Activity:
Below are several records. Retype exactly those lines running from the one with "decides how to" through the one with "pub const BLANK_PAGE_HEIGHT: f32 = 792.0;", end lines included, and no others.
........
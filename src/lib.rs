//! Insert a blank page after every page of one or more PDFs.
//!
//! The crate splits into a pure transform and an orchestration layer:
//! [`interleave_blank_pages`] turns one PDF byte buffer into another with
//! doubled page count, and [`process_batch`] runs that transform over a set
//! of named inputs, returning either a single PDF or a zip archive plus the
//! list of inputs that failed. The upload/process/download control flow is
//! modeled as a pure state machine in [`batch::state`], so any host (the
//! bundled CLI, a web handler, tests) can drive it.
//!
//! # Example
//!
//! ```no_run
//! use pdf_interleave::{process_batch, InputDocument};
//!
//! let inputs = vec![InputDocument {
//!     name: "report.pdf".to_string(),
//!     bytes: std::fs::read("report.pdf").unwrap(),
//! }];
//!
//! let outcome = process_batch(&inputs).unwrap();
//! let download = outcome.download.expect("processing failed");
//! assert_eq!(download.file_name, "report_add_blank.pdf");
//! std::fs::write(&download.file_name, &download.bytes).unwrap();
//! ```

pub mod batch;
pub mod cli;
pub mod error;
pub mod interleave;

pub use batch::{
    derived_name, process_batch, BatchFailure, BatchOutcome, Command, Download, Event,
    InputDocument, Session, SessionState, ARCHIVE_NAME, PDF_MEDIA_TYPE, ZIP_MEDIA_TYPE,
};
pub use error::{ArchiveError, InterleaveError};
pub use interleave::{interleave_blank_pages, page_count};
........
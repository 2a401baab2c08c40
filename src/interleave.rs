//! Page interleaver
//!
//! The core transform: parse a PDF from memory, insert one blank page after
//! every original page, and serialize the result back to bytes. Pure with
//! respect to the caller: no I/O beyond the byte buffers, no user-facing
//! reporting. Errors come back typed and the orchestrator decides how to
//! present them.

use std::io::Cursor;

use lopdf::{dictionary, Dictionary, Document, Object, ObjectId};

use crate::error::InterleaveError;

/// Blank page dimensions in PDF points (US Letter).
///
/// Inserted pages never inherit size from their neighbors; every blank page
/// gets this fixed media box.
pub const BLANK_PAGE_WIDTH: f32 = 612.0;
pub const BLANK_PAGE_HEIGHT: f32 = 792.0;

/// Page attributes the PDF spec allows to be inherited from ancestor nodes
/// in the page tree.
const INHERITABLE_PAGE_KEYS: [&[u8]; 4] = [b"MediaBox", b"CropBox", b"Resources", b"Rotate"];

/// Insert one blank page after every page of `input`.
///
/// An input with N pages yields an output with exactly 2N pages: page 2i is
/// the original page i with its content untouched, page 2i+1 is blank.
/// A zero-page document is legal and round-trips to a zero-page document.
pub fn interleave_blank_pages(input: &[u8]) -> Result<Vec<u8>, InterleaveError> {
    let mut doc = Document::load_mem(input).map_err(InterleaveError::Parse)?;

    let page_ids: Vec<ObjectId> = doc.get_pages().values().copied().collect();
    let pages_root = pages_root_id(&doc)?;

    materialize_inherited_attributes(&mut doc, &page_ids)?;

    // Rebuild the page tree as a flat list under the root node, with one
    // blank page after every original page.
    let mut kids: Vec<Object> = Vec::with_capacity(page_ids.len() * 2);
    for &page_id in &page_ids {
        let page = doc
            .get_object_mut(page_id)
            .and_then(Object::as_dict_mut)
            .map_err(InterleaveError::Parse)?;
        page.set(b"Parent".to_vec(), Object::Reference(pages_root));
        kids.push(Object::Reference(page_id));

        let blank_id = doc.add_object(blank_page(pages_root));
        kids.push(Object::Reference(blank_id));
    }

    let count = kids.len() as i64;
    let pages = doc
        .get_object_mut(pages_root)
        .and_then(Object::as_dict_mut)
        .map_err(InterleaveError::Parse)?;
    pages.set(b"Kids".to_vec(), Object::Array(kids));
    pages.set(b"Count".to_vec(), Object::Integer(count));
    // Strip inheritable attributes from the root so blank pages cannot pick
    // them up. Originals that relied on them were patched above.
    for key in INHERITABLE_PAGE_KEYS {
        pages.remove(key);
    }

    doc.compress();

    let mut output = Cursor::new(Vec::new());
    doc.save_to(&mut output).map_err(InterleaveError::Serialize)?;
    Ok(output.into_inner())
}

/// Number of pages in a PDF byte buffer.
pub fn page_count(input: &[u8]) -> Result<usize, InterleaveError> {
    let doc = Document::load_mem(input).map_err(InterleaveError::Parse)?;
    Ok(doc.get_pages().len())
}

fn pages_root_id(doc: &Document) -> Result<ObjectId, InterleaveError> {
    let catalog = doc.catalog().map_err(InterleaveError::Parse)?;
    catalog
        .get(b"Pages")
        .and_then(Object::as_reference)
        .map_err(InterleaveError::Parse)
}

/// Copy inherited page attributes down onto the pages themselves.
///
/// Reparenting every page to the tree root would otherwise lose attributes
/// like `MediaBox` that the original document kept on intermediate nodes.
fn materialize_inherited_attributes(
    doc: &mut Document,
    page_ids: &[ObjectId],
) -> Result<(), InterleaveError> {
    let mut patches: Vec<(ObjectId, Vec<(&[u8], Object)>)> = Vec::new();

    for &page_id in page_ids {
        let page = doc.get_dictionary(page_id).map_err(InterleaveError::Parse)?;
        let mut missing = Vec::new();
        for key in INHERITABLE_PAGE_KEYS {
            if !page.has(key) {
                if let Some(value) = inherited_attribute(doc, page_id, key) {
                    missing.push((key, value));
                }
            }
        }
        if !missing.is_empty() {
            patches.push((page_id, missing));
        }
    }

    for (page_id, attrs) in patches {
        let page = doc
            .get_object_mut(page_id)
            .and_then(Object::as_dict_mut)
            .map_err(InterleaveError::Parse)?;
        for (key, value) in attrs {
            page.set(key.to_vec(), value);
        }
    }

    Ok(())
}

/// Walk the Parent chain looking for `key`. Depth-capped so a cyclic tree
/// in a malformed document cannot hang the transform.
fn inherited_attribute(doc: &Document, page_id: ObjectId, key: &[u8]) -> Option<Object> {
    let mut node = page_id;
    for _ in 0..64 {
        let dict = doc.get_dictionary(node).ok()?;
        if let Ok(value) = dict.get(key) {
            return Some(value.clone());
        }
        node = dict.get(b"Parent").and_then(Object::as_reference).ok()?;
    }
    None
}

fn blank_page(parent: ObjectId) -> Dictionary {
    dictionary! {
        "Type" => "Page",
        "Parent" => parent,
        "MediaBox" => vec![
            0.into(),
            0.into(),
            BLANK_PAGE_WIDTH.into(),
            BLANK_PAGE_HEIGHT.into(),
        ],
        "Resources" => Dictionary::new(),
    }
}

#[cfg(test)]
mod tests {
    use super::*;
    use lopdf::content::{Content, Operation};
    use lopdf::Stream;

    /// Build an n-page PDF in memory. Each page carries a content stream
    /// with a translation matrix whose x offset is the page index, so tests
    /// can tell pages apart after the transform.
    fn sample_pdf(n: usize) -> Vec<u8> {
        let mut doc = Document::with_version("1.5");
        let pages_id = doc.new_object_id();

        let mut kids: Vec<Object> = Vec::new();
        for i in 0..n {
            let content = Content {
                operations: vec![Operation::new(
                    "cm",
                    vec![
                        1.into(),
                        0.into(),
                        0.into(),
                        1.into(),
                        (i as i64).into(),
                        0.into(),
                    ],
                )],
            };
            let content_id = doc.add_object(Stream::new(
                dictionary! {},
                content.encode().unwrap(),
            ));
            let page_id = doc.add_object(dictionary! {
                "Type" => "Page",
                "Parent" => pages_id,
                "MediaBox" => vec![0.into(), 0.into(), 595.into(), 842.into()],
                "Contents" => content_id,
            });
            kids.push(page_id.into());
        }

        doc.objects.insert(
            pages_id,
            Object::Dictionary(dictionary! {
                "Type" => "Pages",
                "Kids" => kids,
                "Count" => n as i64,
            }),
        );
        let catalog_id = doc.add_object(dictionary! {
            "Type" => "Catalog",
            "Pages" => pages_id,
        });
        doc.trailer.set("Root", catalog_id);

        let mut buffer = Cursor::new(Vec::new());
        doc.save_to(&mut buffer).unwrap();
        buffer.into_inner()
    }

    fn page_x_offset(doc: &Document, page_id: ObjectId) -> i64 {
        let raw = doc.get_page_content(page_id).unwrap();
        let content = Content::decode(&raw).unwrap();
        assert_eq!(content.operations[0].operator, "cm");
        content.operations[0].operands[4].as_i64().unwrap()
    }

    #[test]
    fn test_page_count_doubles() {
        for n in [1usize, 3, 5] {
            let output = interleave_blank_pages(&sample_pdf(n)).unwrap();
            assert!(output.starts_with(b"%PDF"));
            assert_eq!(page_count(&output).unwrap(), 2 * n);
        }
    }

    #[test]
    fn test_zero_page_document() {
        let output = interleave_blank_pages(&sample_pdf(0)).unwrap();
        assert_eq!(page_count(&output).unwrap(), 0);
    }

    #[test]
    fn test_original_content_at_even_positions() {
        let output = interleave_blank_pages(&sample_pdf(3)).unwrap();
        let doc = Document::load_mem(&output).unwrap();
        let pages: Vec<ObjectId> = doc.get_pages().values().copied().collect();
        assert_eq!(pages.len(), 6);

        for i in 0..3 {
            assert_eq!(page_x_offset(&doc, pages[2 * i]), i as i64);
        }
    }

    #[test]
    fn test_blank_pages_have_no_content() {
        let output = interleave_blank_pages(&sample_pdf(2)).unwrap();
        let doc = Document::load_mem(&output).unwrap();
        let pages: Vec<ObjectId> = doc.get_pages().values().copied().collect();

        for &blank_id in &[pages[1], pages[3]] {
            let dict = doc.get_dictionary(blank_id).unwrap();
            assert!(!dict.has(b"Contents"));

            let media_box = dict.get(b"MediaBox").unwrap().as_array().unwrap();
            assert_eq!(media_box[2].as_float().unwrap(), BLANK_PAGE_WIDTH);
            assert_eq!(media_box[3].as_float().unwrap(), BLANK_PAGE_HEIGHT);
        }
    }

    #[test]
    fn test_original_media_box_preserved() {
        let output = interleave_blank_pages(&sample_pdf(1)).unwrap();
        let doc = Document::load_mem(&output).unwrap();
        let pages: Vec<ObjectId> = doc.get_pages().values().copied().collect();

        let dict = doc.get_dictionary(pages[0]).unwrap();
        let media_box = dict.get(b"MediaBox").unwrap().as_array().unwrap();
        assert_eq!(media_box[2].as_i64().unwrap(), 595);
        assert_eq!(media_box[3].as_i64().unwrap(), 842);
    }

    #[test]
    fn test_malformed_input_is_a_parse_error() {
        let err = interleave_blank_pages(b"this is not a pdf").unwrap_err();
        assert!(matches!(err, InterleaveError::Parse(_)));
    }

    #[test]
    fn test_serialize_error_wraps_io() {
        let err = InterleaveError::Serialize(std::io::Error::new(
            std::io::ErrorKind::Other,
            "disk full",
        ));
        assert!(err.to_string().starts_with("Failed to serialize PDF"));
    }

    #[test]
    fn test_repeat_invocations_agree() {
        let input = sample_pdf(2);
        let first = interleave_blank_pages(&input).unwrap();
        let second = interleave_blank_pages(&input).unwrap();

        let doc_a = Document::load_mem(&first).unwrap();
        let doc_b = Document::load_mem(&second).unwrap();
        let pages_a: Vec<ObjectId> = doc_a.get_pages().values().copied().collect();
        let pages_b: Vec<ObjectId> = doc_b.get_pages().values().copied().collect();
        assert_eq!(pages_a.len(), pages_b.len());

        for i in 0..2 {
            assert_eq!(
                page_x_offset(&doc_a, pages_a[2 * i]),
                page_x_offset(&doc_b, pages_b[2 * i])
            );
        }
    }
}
........
Solution to this exercise:
//! reporting. Errors come back typed and the orchestrator decides how to
//! present them.

use std::io::Cursor;

use lopdf::{dictionary, Dictionary, Document, Object, ObjectId};

use crate::error::InterleaveError;

/// Blank page dimensions in PDF points (US Letter).
///
/// Inserted pages never inherit size from their neighbors; every blank page
/// gets this fixed media box.
pub const BLANK_PAGE_WIDTH: f32 = 612.0;
pub const BLANK_PAGE_HEIGHT: f32 = 792.0;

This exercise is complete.